Rapamycin verhindert Abstossung und Tumorwachstum in einem Tumor-Transplantations-Modell in der Maus

2004 
Immunosuppressive therapy in transplantation remains rather unspecific with known side effects of a generally suppressed immune system. Studies provided clear evidence for an increased susceptibility for infections and also cancer in the immunosuppressed patient population. One possible way to address this problem is the discovery of agents with both immunosuppressive and anti-cancer properties. Here, we tested the effect of rapamycin versus cyclosporine on tumor growth and graft survival in transplanted mice simultaneously bearing tumors.

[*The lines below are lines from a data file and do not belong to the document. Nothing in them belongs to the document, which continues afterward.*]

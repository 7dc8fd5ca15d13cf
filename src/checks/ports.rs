//! Declared vs listening port audit (NET-005).
//!
//! Every socket a workload listens on must be declared as a container port
//! somewhere in that workload's spec. Declared ports are unioned across all
//! containers; listening sockets are read once per workload from its first
//! container, since all containers share the network namespace.

use crate::checks::{elapsed_ms, finish, require_targets};
use crate::engine::claims::ClaimsLog;
use crate::engine::context::CheckContext;
use crate::platform::cluster::{Protocol, Workload};
use crate::platform::exec::{exec_checked, RemoteExecutor};
use crate::{CheckResult, NetCheckError, Verdict};
use serde::Serialize;
use std::collections::BTreeSet;
use std::fmt;
use std::time::Instant;
use tracing::{debug, info, warn};

/// Lists listening TCP, UDP and raw sockets, numeric, without a header.
pub const LISTENING_SOCKETS_COMMAND: &str = "ss -tulwnH";

// Column layout of one `ss` line: Netid State Recv-Q Send-Q Local:Port Peer:Port
const INDEX_PROTOCOL: usize = 0;
const INDEX_STATE: usize = 1;
const INDEX_LOCAL: usize = 4;

/// Socket states that mean "accepting traffic" for TCP and UDP respectively.
const LISTENING_STATES: [&str; 2] = ["LISTEN", "UNCONN"];

const ABORTED_AT_DEADLINE: &str = "aborted at deadline";

#[derive(Debug, Clone, Copy, PartialEq, Eq, Hash, PartialOrd, Ord, Serialize)]
pub struct PortKey {
    pub port: u16,
    pub protocol: Protocol,
}

impl fmt::Display for PortKey {
    fn fmt(&self, f: &mut fmt::Formatter<'_>) -> fmt::Result {
        write!(f, "{}/{}", self.port, self.protocol)
    }
}

/// Union of every container's declared ports.
pub fn declared_ports(workload: &Workload) -> BTreeSet<PortKey> {
    workload
        .containers
        .iter()
        .flat_map(|c| c.ports.iter())
        .map(|p| PortKey {
            port: p.container_port,
            protocol: p.protocol,
        })
        .collect()
}

/// Parse one line of socket-listing output.
///
/// Returns `Ok(None)` for lines that do not describe a listening port socket
/// (blank lines, headers, raw sockets, other states) and a parse error for
/// lines that look like one but carry no usable port.
pub fn parse_listening_line(line: &str) -> Result<Option<PortKey>, NetCheckError> {
    let fields: Vec<&str> = line.split_whitespace().collect();
    if fields.len() <= INDEX_LOCAL {
        return Ok(None);
    }
    if !LISTENING_STATES.contains(&fields[INDEX_STATE]) {
        return Ok(None);
    }
    let Some(protocol) = Protocol::from_socket_marker(fields[INDEX_PROTOCOL]) else {
        return Ok(None);
    };

    let local = fields[INDEX_LOCAL];
    let port_text = local
        .rsplit_once(':')
        .map(|(_, port)| port)
        .ok_or_else(|| NetCheckError::Parse {
            context: "socket listing".to_string(),
            message: format!("no port in local address '{}'", local),
        })?;
    let port = port_text.parse::<u16>().map_err(|e| NetCheckError::Parse {
        context: "socket listing".to_string(),
        message: format!("invalid port '{}' in '{}': {}", port_text, local, e),
    })?;

    Ok(Some(PortKey { port, protocol }))
}

/// Parse the whole socket-listing output into a key set.
///
/// Malformed lines are logged and skipped.
pub fn parse_listening(output: &str) -> BTreeSet<PortKey> {
    let mut listening = BTreeSet::new();
    for line in output.lines() {
        match parse_listening_line(line) {
            Ok(Some(key)) => {
                listening.insert(key);
            }
            Ok(None) => {}
            Err(e) => warn!(line, error = %e, "skipping socket listing line"),
        }
    }
    listening
}

/// Listening keys missing from the declared set.
pub fn undeclared_ports(
    listening: &BTreeSet<PortKey>,
    declared: &BTreeSet<PortKey>,
) -> BTreeSet<PortKey> {
    listening.difference(declared).copied().collect()
}

/// Audit result of one workload.
#[derive(Debug, Clone, PartialEq, Eq, Serialize)]
pub struct PortAudit {
    pub workload: String,
    pub verdict: Verdict,
    /// Listening but undeclared keys; empty unless the verdict is FAIL on a
    /// port violation
    pub undeclared: BTreeSet<PortKey>,
    /// Set when the verdict is FAIL because the listing command failed
    pub execution_error: Option<String>,
}

/// Audit one workload's listening sockets against its declared ports.
pub fn audit_workload(
    workload: &Workload,
    executor: &dyn RemoteExecutor,
    claims: &ClaimsLog,
) -> PortAudit {
    let mut audit = PortAudit {
        workload: workload.id(),
        verdict: Verdict::Skip,
        undeclared: BTreeSet::new(),
        execution_error: None,
    };

    let Some(target) = workload.exec_target() else {
        claims.append(format!("{} has no containers, nothing to audit", workload));
        return audit;
    };

    let declared = declared_ports(workload);
    debug!(workload = %workload.id(), declared = ?declared, "declared ports");

    let output = match exec_checked(executor, LISTENING_SOCKETS_COMMAND, &target) {
        Ok(stdout) => stdout,
        Err(e) => {
            warn!(workload = %workload.id(), error = %e, "socket listing failed");
            claims.append(format!(
                "Failed to execute command {} on {}, err: {}",
                LISTENING_SOCKETS_COMMAND, target, e
            ));
            audit.verdict = Verdict::Fail;
            audit.execution_error = Some(e.to_string());
            return audit;
        }
    };

    let listening = parse_listening(&output);
    if listening.is_empty() {
        claims.append(format!(
            "None of the containers of {} have any listening port.",
            workload
        ));
        return audit;
    }

    let undeclared = undeclared_ports(&listening, &declared);
    for key in &undeclared {
        claims.append(format!(
            "{} is listening on port {} protocol {}, but that port was not declared in any container spec.",
            workload, key.port, key.protocol
        ));
    }

    audit.verdict = if undeclared.is_empty() {
        Verdict::Pass
    } else {
        Verdict::Fail
    };
    audit.undeclared = undeclared;
    audit
}

/// Execute NET-005: Undeclared container ports
pub fn run_net005(ctx: &CheckContext<'_>) -> CheckResult {
    let start = Instant::now();
    finish(start, check_declared_ports(ctx, start))
}

fn check_declared_ports(ctx: &CheckContext<'_>, start: Instant) -> Result<CheckResult, NetCheckError> {
    require_targets(ctx)?;
    info!(workloads = ctx.workloads.len(), "auditing listening ports");

    let mut audits: Vec<PortAudit> = Vec::with_capacity(ctx.workloads.len());
    for workload in &ctx.workloads {
        if ctx.expired() {
            warn!(workload = %workload.id(), "run deadline reached, port audit aborted");
            ctx.claims.append(format!(
                "Port audit of {} aborted at deadline before listing its sockets",
                workload
            ));
            audits.push(PortAudit {
                workload: workload.id(),
                verdict: Verdict::Fail,
                undeclared: BTreeSet::new(),
                execution_error: Some(ABORTED_AT_DEADLINE.to_string()),
            });
            continue;
        }
        audits.push(audit_workload(workload, ctx.executor, &ctx.claims));
    }

    let failed: Vec<&PortAudit> = audits.iter().filter(|a| a.verdict == Verdict::Fail).collect();
    let passed = audits.iter().filter(|a| a.verdict == Verdict::Pass).count();
    let duration_ms = elapsed_ms(start);

    if !failed.is_empty() {
        let details = failed
            .iter()
            .map(|a| match &a.execution_error {
                Some(e) if e == ABORTED_AT_DEADLINE => format!("{}: {}", a.workload, e),
                Some(_) => format!("{}: listing failed", a.workload),
                None => format!(
                    "{}: {}",
                    a.workload,
                    a.undeclared
                        .iter()
                        .map(|k| k.to_string())
                        .collect::<Vec<_>>()
                        .join(" ")
                ),
            })
            .collect::<Vec<_>>()
            .join("; ");
        return Ok(CheckResult::Fail {
            message: format!(
                "Found {} workloads with listening ports not declared",
                failed.len()
            ),
            details,
            duration_ms,
        });
    }

    if passed == 0 {
        return Err(NetCheckError::ConfigurationMissing {
            what: "No workload has any listening port".to_string(),
        });
    }

    Ok(CheckResult::Pass {
        message: format!(
            "{} workload(s) listen only on declared ports ({} without listening ports)",
            passed,
            audits.len() - passed
        ),
        duration_ms,
    })
}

In one model, C57B1/6 mice received subcutaneous implants of syngenic B16 melanoma cells; 7 days later a vascularized heterotopic C3H heart transplant was performed. In a second model, BALB/ c mice received subcutaneous syngenic CT-26 colon adenocarcinoma cells 7 days before C3H “ear-hearttransplantation. Rapamycin or cyclosporine treatment was initiated also on day 7 after tumor-implantation. In the C57B1/6 model, B16 tumors grew for 2–3 weeks before mice died from tumor complications. However, rapamycin treatment protected allografts, permitted animal survival, and inhibited tumor growth. In contrast, cyclosporine-treated mice died from advancing tumors, albeit, with a functioning allograft. Similar findings were observed with CT-26 tumors and “ear-heart”-transplants in Balb/c mice.